Молодой музыкант Орхан Гашимов – дирижер в Государственном театре оперы и балета имени М. Ф. Ахундова. Окончил музыкальную школу № 21 имени Леопольда и Мстислава Ростроповичей по классу фортепиано в Баку, затем – Московскую консерваторию. Обучался в классе композитора Владимира Тарнопольского, дирижерство ему преподавал лауреат международных конкурсов Станислав Дяченко. В 2018-м стал победителем Международного конкурса дирижеров имени Антала Дорати в Будапеште.
Я родился в 1995 году, но успел застать старый уютный Баку, в котором практически не было высотных домов. Дореволюционные здания, покрытые темным налетом, похожим на сажу, казались совсем древними. Но после того как их почистили и отреставрировали, «ветераны» значительно помолодели, будто превратились в наших современников. Помню прежний бульвар с аттракционами – я обожал на них кататься. Сегодня с удовольствием опять получил бы порцию адреналина, но все аттракционы перенесли с бульвара в другие парки.

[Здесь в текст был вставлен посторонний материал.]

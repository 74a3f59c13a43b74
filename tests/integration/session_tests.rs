use dirdupe::actions::ItemKind;
use dirdupe::session::{DirContents, RecursiveStats, Session, SessionConfig};
use std::fs;
use std::path::{Path, PathBuf};
use tempfile::{tempdir, TempDir};

fn write(path: &Path, content: &[u8]) {
    if let Some(parent) = path.parent() {
        fs::create_dir_all(parent).unwrap();
    }
    fs::write(path, content).unwrap();
}

fn session_for(roots: Vec<PathBuf>) -> Session {
    Session::with_config(
        roots,
        SessionConfig {
            use_cache: false,
            jobs: 2,
            ..SessionConfig::default()
        },
    )
}

/// Two roots, each with one shared file and one unique file.
fn two_roots() -> (TempDir, TempDir) {
    let first = tempdir().unwrap();
    let second = tempdir().unwrap();
    write(&first.path().join("shared.txt"), b"the same bytes");
    write(&first.path().join("unique1.txt"), b"only in the first root");
    write(&second.path().join("shared.txt"), b"the same bytes");
    write(&second.path().join("unique2.txt"), b"only in the second root");
    (first, second)
}

#[test]
fn test_scan_over_two_roots() {
    let (first, second) = two_roots();
    let mut session = session_for(vec![first.path().into(), second.path().into()]);
    let summary = session.scan(true).unwrap();
    assert_eq!(summary.total_files, 4);

    let index = session.index();
    assert_eq!(index.total_files, 4);
    assert_eq!(index.total_duplicates, 2);
    assert!(index.file_to_hash.contains_key(&first.path().join("shared.txt")));
    assert!(!index.file_to_hash.contains_key(&first.path().join("unique1.txt")));
    assert_eq!(index.dir_stats[first.path()].redundancy_score, 0.5);
    assert_eq!(index.dir_stats[second.path()].redundancy_score, 0.5);
}

#[test]
fn test_invalidate_all_caches_clears_arbitrary_entries() {
    let (first, second) = two_roots();
    let mut session = session_for(vec![first.path().into(), second.path().into()]);
    session.scan(true).unwrap();

    let caches = session.caches_mut();
    caches.recursive_stats.insert("test", RecursiveStats::default());
    caches.dir_contents.insert("test", DirContents::default());
    caches.dir_sizes.insert("test", 100);
    assert!(!session.caches().is_empty());

    let files_before = session.index().total_files;
    session.invalidate_all_caches();

    assert!(session.caches().is_empty());
    assert_eq!(session.index().total_files, files_before);
    assert_eq!(session.view_stack().len(), 1);
}

#[test]
fn test_rescan_picks_up_new_file() {
    let (first, second) = two_roots();
    let mut session = session_for(vec![first.path().into(), second.path().into()]);
    session.scan(true).unwrap();
    let before = session.index().total_files;

    write(&first.path().join("new_file.txt"), b"brand new");
    session.rescan().unwrap();

    assert_eq!(session.index().total_files, before + 1);
}

#[test]
fn test_rescan_clears_derived_caches() {
    let (first, second) = two_roots();
    let mut session = session_for(vec![first.path().into(), second.path().into()]);
    session.scan(true).unwrap();

    session.recursive_stats(first.path());
    session.dir_size(first.path());
    assert!(!session.caches().is_empty());

    session.rescan().unwrap();
    assert!(session.caches().is_empty());
}

#[test]
fn test_failed_rescan_keeps_previous_index() {
    let dir = tempdir().unwrap();
    let root = dir.path().join("root");
    write(&root.join("a"), b"x");
    write(&root.join("b"), b"x");

    let mut session = session_for(vec![root.clone()]);
    session.scan(true).unwrap();
    assert_eq!(session.index().total_duplicates, 2);

    fs::remove_dir_all(&root).unwrap();
    assert!(session.rescan().is_err());
    assert_eq!(session.index().total_duplicates, 2);
}

#[test]
fn test_file_redundancy_counts() {
    let (first, second) = two_roots();
    let mut session = session_for(vec![first.path().into(), second.path().into()]);
    session.scan(true).unwrap();

    assert_eq!(session.get_file_redundancy_count(&first.path().join("shared.txt")), 2);
    assert_eq!(session.get_file_redundancy_count(&first.path().join("unique1.txt")), 1);

    // Not in the index: hashed on demand and matched against indexed copies.
    let outside = tempdir().unwrap();
    let copy = outside.path().join("another_copy.txt");
    write(&copy, b"the same bytes");
    assert_eq!(session.get_file_redundancy_count(&copy), 3);

    let stranger = outside.path().join("stranger.txt");
    write(&stranger, b"nothing like it anywhere");
    assert_eq!(session.get_file_redundancy_count(&stranger), 1);

    assert_eq!(session.get_file_redundancy_count(&outside.path().join("missing")), 1);
}

#[test]
fn test_new_copy_of_unique_file_counts_both() {
    let (first, second) = two_roots();
    let mut session = session_for(vec![first.path().into(), second.path().into()]);
    session.scan(true).unwrap();

    // Written after the scan, so neither copy is in a duplicate set.
    let outside = tempdir().unwrap();
    let copy = outside.path().join("unique1_copy.txt");
    write(&copy, b"only in the first root");
    assert_eq!(session.get_file_redundancy_count(&copy), 2);
    assert!(!session.needs_confirmation(&copy, ItemKind::File));

    // Same size as unique1.txt but different bytes.
    let lookalike = outside.path().join("lookalike.txt");
    write(&lookalike, b"only in the first rooT");
    assert_eq!(session.get_file_redundancy_count(&lookalike), 1);
}

#[test]
fn test_needs_confirmation() {
    let (first, second) = two_roots();
    let mut session = session_for(vec![first.path().into(), second.path().into()]);
    session.scan(true).unwrap();

    assert!(!session.needs_confirmation(&first.path().join("shared.txt"), ItemKind::File));
    assert!(session.needs_confirmation(&first.path().join("unique1.txt"), ItemKind::File));
    assert!(session.needs_confirmation(first.path(), ItemKind::Directory));
}

#[test]
fn test_session_from_single_path() {
    let dir = tempdir().unwrap();
    write(&dir.path().join("f"), b"content");

    let mut session = Session::new(dir.path(), false);
    session.scan(true).unwrap();
    assert_eq!(session.root_paths(), &[dir.path().to_path_buf()]);
    assert_eq!(session.index().total_files, 1);
}
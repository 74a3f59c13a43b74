//! TUI application state.
//!
//! # Overview
//!
//! [`App`] wraps a scanned [`Session`] and adds what only the terminal front
//! end needs: the current mode, the rows of the visible view, a pending
//! confirmation and a status line. All navigation state (view stack,
//! selection, scroll) lives in the session.
//!
//! Trash, undo and rescan go through the session; after trash and undo the
//! app rescans so the index matches the disk again.
//!
//! # Example
//!
//! ```no_run
//! use dirdupe::session::Session;
//! use dirdupe::tui::app::{Action, App};
//!
//! let mut session = Session::new("/photos", true);
//! session.scan(true).unwrap();
//!
//! let mut app = App::new(session);
//! app.handle_action(Action::NavigateDown);
//! app.handle_action(Action::Open);
//! ```

use std::path::PathBuf;

use crate::actions::{ItemKind, UndoError};
use crate::session::{Session, View, ViewItem};

use super::theme::Theme;

/// What the app is doing.
#[derive(Debug, Clone, PartialEq, Eq, Default)]
pub enum AppMode {
    /// Moving through views
    #[default]
    Browsing,
    /// Waiting for y/n before trashing
    Confirming(PendingTrash),
    /// Showing the key reference
    ShowingHelp,
    /// About to exit
    Quitting,
}

/// An item waiting for confirmation.
#[derive(Debug, Clone, PartialEq, Eq)]
pub struct PendingTrash {
    /// Item to trash
    pub path: PathBuf,
    /// File or directory
    pub kind: ItemKind,
    /// Copies of the content, itself included (files only)
    pub redundancy: usize,
}

/// User intent decoded from a key press.
#[derive(Debug, Clone, Copy, PartialEq, Eq, Hash)]
pub enum Action {
    NavigateUp,
    NavigateDown,
    PageUp,
    PageDown,
    GoToTop,
    GoToBottom,
    /// Descend into the selected row
    Open,
    /// Return to the previous view
    Back,
    /// Trash the selected row
    Trash,
    /// Restore the last trashed item
    Undo,
    /// Rescan all roots
    Rescan,
    /// Answer yes to a prompt
    Confirm,
    /// Answer no or close a dialog
    Cancel,
    ShowHelp,
    Quit,
}

/// One-line feedback shown in the footer.
#[derive(Debug, Clone, PartialEq, Eq)]
pub struct StatusMessage {
    /// Message text
    pub text: String,
    /// Whether it reports a failure
    pub is_error: bool,
}

impl StatusMessage {
    fn info(text: impl Into<String>) -> Self {
        Self {
            text: text.into(),
            is_error: false,
        }
    }

    fn error(text: impl Into<String>) -> Self {
        Self {
            text: text.into(),
            is_error: true,
        }
    }
}

/// TUI state. Only touched from the main thread.
#[derive(Debug)]
pub struct App {
    session: Session,
    mode: AppMode,
    items: Vec<ViewItem>,
    status: Option<StatusMessage>,
    visible_rows: usize,
    theme: Theme,
}

impl App {
    /// Wrap a session, usually one that has already been scanned.
    #[must_use]
    pub fn new(session: Session) -> Self {
        let mut app = Self {
            session,
            mode: AppMode::Browsing,
            items: Vec::new(),
            status: None,
            visible_rows: 20,
            theme: Theme::default(),
        };
        app.refresh();
        app
    }

    /// Use a different palette.
    #[must_use]
    pub fn with_theme(mut self, theme: Theme) -> Self {
        self.theme = theme;
        self
    }

    // ==================== Accessors ====================

    /// The underlying session.
    #[must_use]
    pub fn session(&self) -> &Session {
        &self.session
    }

    /// Give the session back.
    #[must_use]
    pub fn into_session(self) -> Session {
        self.session
    }

    /// Current mode.
    #[must_use]
    pub fn mode(&self) -> &AppMode {
        &self.mode
    }

    /// Whether the main loop should stop.
    #[must_use]
    pub fn should_quit(&self) -> bool {
        self.mode == AppMode::Quitting
    }

    /// Rows of the current view.
    #[must_use]
    pub fn items(&self) -> &[ViewItem] {
        &self.items
    }

    /// Highlighted row.
    #[must_use]
    pub fn selected_item(&self) -> Option<&ViewItem> {
        self.items.get(self.session.selected_index())
    }

    /// Last status message.
    #[must_use]
    pub fn status(&self) -> Option<&StatusMessage> {
        self.status.as_ref()
    }

    /// Palette in use.
    #[must_use]
    pub fn theme(&self) -> &Theme {
        &self.theme
    }

    /// Rows that fit in the list area.
    #[must_use]
    pub fn visible_rows(&self) -> usize {
        self.visible_rows
    }

    /// Update the list height after a resize.
    pub fn set_visible_rows(&mut self, rows: usize) {
        self.visible_rows = rows.max(1);
        self.session.ensure_visible(self.visible_rows);
    }

    /// Reload rows for the current view and keep the selection in range.
    pub fn refresh(&mut self) {
        self.items = self.session.view_items();
        self.session.clamp_selection(self.items.len());
        self.session.ensure_visible(self.visible_rows);
    }

    // ==================== Actions ====================

    /// Apply an action. Returns whether it changed anything.
    pub fn handle_action(&mut self, action: Action) -> bool {
        log::trace!("Action {:?} in mode {:?}", action, self.mode);
        match self.mode.clone() {
            AppMode::Quitting => false,
            AppMode::ShowingHelp => {
                self.mode = AppMode::Browsing;
                true
            }
            AppMode::Confirming(pending) => match action {
                Action::Confirm => {
                    self.mode = AppMode::Browsing;
                    self.perform_trash(&pending.path, pending.kind);
                    true
                }
                Action::Cancel | Action::Back => {
                    self.mode = AppMode::Browsing;
                    self.status = Some(StatusMessage::info("Cancelled"));
                    true
                }
                Action::Quit => {
                    self.mode = AppMode::Quitting;
                    true
                }
                _ => false,
            },
            AppMode::Browsing => self.handle_browsing(action),
        }
    }

    fn handle_browsing(&mut self, action: Action) -> bool {
        let len = self.items.len();
        let page = self.visible_rows;
        match action {
            Action::NavigateUp => self.session.select_previous(),
            Action::NavigateDown => self.session.select_next(len),
            Action::PageUp => self.session.select_page_up(page),
            Action::PageDown => self.session.select_page_down(len, page),
            Action::GoToTop => self.session.set_selected_index(0),
            Action::GoToBottom => self.session.set_selected_index(len.saturating_sub(1)),
            Action::Open => return self.open_selected(),
            Action::Back => {
                if self.session.pop_view().is_none() {
                    return false;
                }
                self.refresh();
                return true;
            }
            Action::Trash => return self.request_trash(),
            Action::Undo => return self.undo(),
            Action::Rescan => {
                self.rescan();
                return true;
            }
            Action::ShowHelp => {
                self.mode = AppMode::ShowingHelp;
                return true;
            }
            Action::Quit => {
                self.mode = AppMode::Quitting;
                return true;
            }
            Action::Confirm | Action::Cancel => {
                self.status = None;
                return true;
            }
        }
        self.session.ensure_visible(self.visible_rows);
        true
    }

    fn open_selected(&mut self) -> bool {
        let Some(item) = self.selected_item().cloned() else {
            return false;
        };
        let view = match (&item, self.session.current_view()) {
            (ViewItem::Directory { path, .. }, _) => View::DirDetail { dir: path.clone() },
            (ViewItem::File { path, .. }, View::FileMatches { .. }) => match path.parent() {
                Some(parent) => View::DirDetail {
                    dir: parent.to_path_buf(),
                },
                None => return false,
            },
            (ViewItem::File { path, redundancy }, _) => {
                if *redundancy <= 1 {
                    self.status = Some(StatusMessage::info(format!(
                        "{} has no other copies",
                        path.display()
                    )));
                    return true;
                }
                View::FileMatches { file: path.clone() }
            }
        };
        self.session.push_view(view);
        self.refresh();
        true
    }

    fn request_trash(&mut self) -> bool {
        let Some(item) = self.selected_item().cloned() else {
            return false;
        };
        let path = item.path().to_path_buf();
        let kind = if item.is_dir() {
            ItemKind::Directory
        } else {
            ItemKind::File
        };

        if self.session.needs_confirmation(&path, kind) {
            let redundancy = match kind {
                ItemKind::File => self.session.get_file_redundancy_count(&path),
                ItemKind::Directory => 0,
            };
            self.mode = AppMode::Confirming(PendingTrash {
                path,
                kind,
                redundancy,
            });
        } else {
            self.perform_trash(&path, kind);
        }
        true
    }

    fn perform_trash(&mut self, path: &std::path::Path, kind: ItemKind) {
        match self.session.trash_item(path, kind) {
            Ok(record) => {
                log::info!("Trashed {}", record.original_path.display());
                self.status = Some(StatusMessage::info(format!(
                    "Trashed {} (u to undo)",
                    record.original_path.display()
                )));
                self.rescan_after_change();
            }
            Err(e) => {
                log::warn!("Trash failed: {}", e);
                self.status = Some(StatusMessage::error(format!("Trash failed: {}", e)));
            }
        }
    }

    fn undo(&mut self) -> bool {
        match self.session.undo_last_trash() {
            Ok(Some(record)) => {
                log::info!("Restored {}", record.original_path.display());
                self.status = Some(StatusMessage::info(format!(
                    "Restored {}",
                    record.original_path.display()
                )));
                self.rescan_after_change();
            }
            Ok(None) => {
                self.status = Some(StatusMessage::info("Nothing to undo"));
            }
            Err(e @ UndoError::TrashedItemMissing { .. }) => {
                // Can never succeed; drop the record so older ones stay reachable.
                log::warn!("Undo failed: {}", e);
                self.session.discard_last_trash_record();
                self.status = Some(StatusMessage::error(format!(
                    "Undo failed: {} (record dropped)",
                    e
                )));
            }
            Err(e) => {
                log::warn!("Undo failed: {}", e);
                self.status = Some(StatusMessage::error(format!("Undo failed: {}", e)));
            }
        }
        true
    }

    fn rescan(&mut self) {
        match self.session.rescan() {
            Ok(summary) => {
                let text = format!(
                    "Rescanned: {} files, {} duplicated",
                    summary.total_files, summary.duplicate_files
                );
                self.status = Some(StatusMessage::info(text));
            }
            Err(e) => {
                self.status = Some(StatusMessage::error(format!("Rescan failed: {}", e)));
            }
        }
        self.refresh();
    }

    /// Rescan without replacing the status line unless the rescan fails.
    fn rescan_after_change(&mut self) {
        if let Err(e) = self.session.rescan() {
            log::warn!("Rescan after change failed: {}", e);
            self.status = Some(StatusMessage::error(format!("Rescan failed: {}", e)));
        }
        self.refresh();
    }
}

Свое дошкольное детство вспоминаю как калейдоскоп ярких картинок, потрясающих запахов и радостных событий. Вот летний домик у моря в Пиршаги, который наша семья снимала несколько лет подряд. Тогда еще не родилась моя младшая сестра, и внимание всех взрослых доставалось исключительно мне. Помню, как-то во время прогулки обнаружили, что на берег выбросило мертвого тюленя. Его туша казалась гигантской. Я долго находился под впечатлением, даже одного из членов рэп-группы «Дайирман» (ребята занимали домик по соседству с нами) называл «дядя тюлень»: он очень коротко стригся и имел довольно обтекаемую форму.
Творчество группы я тогда по достоинству оценить не мог, поскольку моим единственным кумиром в музыке был Филипп Киркоров. Обожал его песни, самозабвенно пел и танцевал, а родители радостно снимали весь этот цирк на камеру. У меня и своя сцена имелась – в доме маминых родителей в поселке НЗС (Нефтяная заправочная станция).
Тут необходимо сделать небольшое отступление, поскольку у этого дома и его обитателей потрясающая история. Прабабушка и прадедушка моей мамы были русскими, в Баку приехали из Пензы во время нефтяного бума и поселились в одном из новых домов на НЗС – добротных, двухэтажных, с толстыми стенами и высоченными потолками. Бакинцы почему-то называют их американскими, хотя я читал, что строительством занимались вроде немцы.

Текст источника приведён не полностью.